A gem for Shanghai’s new financial quarter

Another piece has been added to the complex puzzle that is the urban tapestry of Shanghai. Overlooking the Huangpu River, the area is caught between the old city, the historic Bund district with its colonial past and the modern financial quarter known as the Financial Belt. Recently completed to a design by London-based studios Foster + Partners and Thomas Heatherwick, in collaboration with the East China Architectural Design & Research Institute (ECADI) and Martha Schwartz Partners, the multi-use Bund Finance Centre complex – owned by Fosun Property Holdings – encompasses 426,000 sq m, comprising offices, retail, hospitality and culture.

There are eight buildings in total, all of different shapes and sizes. They are simple and square in their design, split into two separate areas and interspersed with pedestrian walkways and communal spaces packed with green space. To the south stand the two tallest buildings in the complex: twin towers measuring 180 metres in height. A car park and service facilities are located under the towers, while the BFC shopping centre – with terrace, shops, gym, restaurants and cafes – stands on the ground floor and the office spaces occupy the upper parts of the towers. The five buildings in the northern section of the complex, however, are less tall, bringing them in sync with the architectural proportions of the rest of the waterfront. These are home to further office space, the Wanda Reign on the Bund hotel, run by Chinese company Wanda Hotels & Resorts, and the headquarters of the Fosun Foundation.

As Gerard Evenden – Head of Studio and Senior Executive Partner at Foster + Partners – explains, the aim was to create “a bridge to connect modern China with the more ancient side of the country, drawing inspiration from both aspects to create a unique, coherent new combination”. This conceptual fusion is particularly clear in the selection of materials used for the architectural structures, where the high-performance glass facades are paired with granite frames featuring a subtle ashlar effect achieved by hand. The grey shade of the granite serves as a neutral, imposing backdrop, underlining the vibrant, warm tones of the surfaces and panelling in bronze.

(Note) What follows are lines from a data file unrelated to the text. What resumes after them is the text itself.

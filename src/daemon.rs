//! Daemon - the relay service
//!
//! Connects the transport, wires the backends into an [`Orchestrator`] and
//! runs one task per incoming message until a shutdown signal arrives.

use std::sync::Arc;
use std::time::Duration;

use secrecy::ExposeSecret;
use tokio::sync::mpsc;
use tokio::task::JoinSet;

use crate::agent::build_engine;
use crate::artifact::WorkDir;
use crate::channels::{BotCommand, Channel, IncomingMessage, TelegramChannel};
use crate::pipeline::Orchestrator;
use crate::tools::ToolRegistry;
use crate::voice::{AudioFetcher, SpeechToText, TextToSpeech};
use crate::{Config, Result};

/// Wire the configured backends around `channel`
///
/// # Errors
///
/// Returns error if a backend is missing required configuration
pub fn build_orchestrator(config: &Config, channel: Arc<dyn Channel>, work_dir: WorkDir) -> Result<Orchestrator> {
    let fetcher = Arc::new(AudioFetcher::new(Arc::clone(&channel), work_dir.clone()));
    let transcriber = Arc::new(SpeechToText::from_config(&config.stt)?);
    let synthesizer = Arc::new(TextToSpeech::from_config(&config.tts, work_dir)?);
    let engine = build_engine(&config.llm, ToolRegistry::from_config(config.search.as_ref()))?;

    Ok(Orchestrator::new(channel, fetcher, transcriber, engine, synthesizer))
}

/// Dispatch messages from `rx` until shutdown or until the source closes
///
/// Each message is handled in its own task. On shutdown `rx` is closed first,
/// so the listener stops forwarding, and messages it already queued are still
/// handled. In-flight tasks then get `grace` to finish before they are
/// aborted. Returns the number of flows that ran to completion.
pub async fn dispatch(
    orchestrator: Arc<Orchestrator>,
    mut rx: mpsc::Receiver<IncomingMessage>,
    mut shutdown_rx: mpsc::Receiver<()>,
    grace: Duration,
) -> usize {
    let mut tasks = JoinSet::new();
    let mut completed = 0usize;

    loop {
        tokio::select! {
            _ = shutdown_rx.recv() => {
                tracing::info!("shutdown requested");
                break;
            }
            msg = rx.recv() => {
                let Some(msg) = msg else {
                    tracing::info!("message source closed");
                    break;
                };
                let orchestrator = Arc::clone(&orchestrator);
                tasks.spawn(async move { orchestrator.handle(&msg).await });
            }
            Some(joined) = tasks.join_next(), if !tasks.is_empty() => {
                completed += usize::from(log_joined(joined));
            }
        }
    }

    // Already received from the transport, so they would be lost otherwise
    rx.close();
    while let Ok(msg) = rx.try_recv() {
        let orchestrator = Arc::clone(&orchestrator);
        tasks.spawn(async move { orchestrator.handle(&msg).await });
    }

    if !tasks.is_empty() {
        tracing::info!(in_flight = tasks.len(), grace_secs = grace.as_secs(), "waiting for in-flight messages");
    }

    let drain = async {
        while let Some(joined) = tasks.join_next().await {
            completed += usize::from(log_joined(joined));
        }
    };

    if tokio::time::timeout(grace, drain).await.is_err() {
        tracing::warn!(aborted = tasks.len(), "shutdown grace elapsed, aborting in-flight messages");
        tasks.abort_all();
    }

    completed
}

/// Log a finished flow task; true when it ran to completion
fn log_joined(joined: std::result::Result<crate::pipeline::FlowOutcome, tokio::task::JoinError>) -> bool {
    match joined {
        Ok(_) => true,
        Err(e) if e.is_cancelled() => false,
        Err(e) => {
            tracing::error!(error = %e, "message task panicked");
            false
        }
    }
}

/// Resolve on Ctrl-C, or SIGTERM on unix
async fn wait_for_signal() {
    #[cfg(unix)]
    {
        use tokio::signal::unix::{SignalKind, signal};

        match signal(SignalKind::terminate()) {
            Ok(mut term) => {
                tokio::select! {
                    _ = tokio::signal::ctrl_c() => {}
                    _ = term.recv() => {}
                }
            }
            Err(e) => {
                tracing::warn!(error = %e, "SIGTERM handler unavailable, only Ctrl-C stops the relay");
                let _ = tokio::signal::ctrl_c().await;
            }
        }
    }

    #[cfg(not(unix))]
    {
        let _ = tokio::signal::ctrl_c().await;
    }
}

/// The relay daemon
pub struct Daemon {
    config: Config,
}

impl Daemon {
    /// Create a new daemon instance
    #[must_use]
    pub const fn new(config: Config) -> Self {
        Self { config }
    }

    /// Run the daemon until interrupted
    ///
    /// # Errors
    ///
    /// Returns error if the work directory cannot be created, the transport
    /// rejects the credentials or a backend is misconfigured
    pub async fn run(self) -> Result<()> {
        let config = &self.config;
        let work_dir = WorkDir::create(&config.work_dir, config.keep_artifacts)?;

        let (mut telegram, rx) = TelegramChannel::with_receiver(
            config.telegram.token.expose_secret().to_string(),
            config.telegram.api_base.clone(),
        );
        telegram.connect().await?;
        let telegram = Arc::new(telegram);

        let orchestrator = Arc::new(build_orchestrator(
            config,
            Arc::clone(&telegram) as Arc<dyn Channel>,
            work_dir,
        )?);

        if let Err(e) = telegram.sync_commands(&BotCommand::defaults()).await {
            tracing::warn!(error = %e, "failed to register bot commands");
        }

        let poller = telegram.start_polling(config.telegram.poll_interval)?;
        let stop_polling = poller.abort_handle();

        if let Some(url) = &config.healthcheck_url {
            // Outcome is logged by the check itself
            drop(crate::health::spawn_startup_check(url.clone()));
        }

        // Set up shutdown signal
        let (shutdown_tx, shutdown_rx) = mpsc::channel::<()>(1);
        tokio::spawn(async move {
            wait_for_signal().await;
            // Stop confirming updates before in-flight flows drain
            stop_polling.abort();
            let _ = shutdown_tx.send(()).await;
        });

        tracing::info!(
            work_dir = %config.work_dir.display(),
            stt = ?config.stt.provider,
            tts = ?config.tts.provider,
            engine = ?config.llm.engine,
            "relay running"
        );

        let completed = dispatch(orchestrator, rx, shutdown_rx, config.shutdown_grace).await;

        poller.abort();
        tracing::info!(completed, "relay stopped");
        Ok(())
    }
}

The combination of old and new is again apparent in the building that represents the heart of the entire complex, not to mention the social hub of this latest edition to the urban landscape: the headquarters of the Fosun Foundation. This multi-functional cultural centre – comprising four storeys above ground and three under the surface – hosts exhibitions, shows and performances spanning art, theatre and fashion. The foundation building, whose open structure is inspired by the stages used in traditional Chinese theatre, is “like a gem waiting to be discovered among the other buildings, in which the most pressing need was to create a bond with the outside world”, explains Thomas Heatherwick. Thus, the huge building is open on all four sides, the base clad with bronze plating, while a moving ‘curtain’ composing three overlapping screens of varying lengths provides privacy when necessary. Fitted with a circular motor connecting three different platforms, the ‘sails’ open and close the stage in the direction of both the plaza and the river, thus allowing the space to be adapted for different events and uses, instilling a continuous dialogue with the urban context and creating stunning optical effects. With collaboration from the engineers of Tongji University, the screens were made from 675 magnesium alloy tubes, of lengths varying between two and 16 metres and featuring patterns in relief. The resulting structure resembles bamboo canes, only made from metal with a red cut at the bottom, or – to give a more western equivalent – the pipes of a church organ.

According to Evenden, “the cultural centre is a winning combination of craftsmanship and technology. While inspiration is drawn from Chinese traditions, the centre also incorporates innovative systems to protect against earthquakes, typhoons and extreme weather”. In regular weather conditions, however, the façade rotates in time with music, as if dancing, for a few hours each day.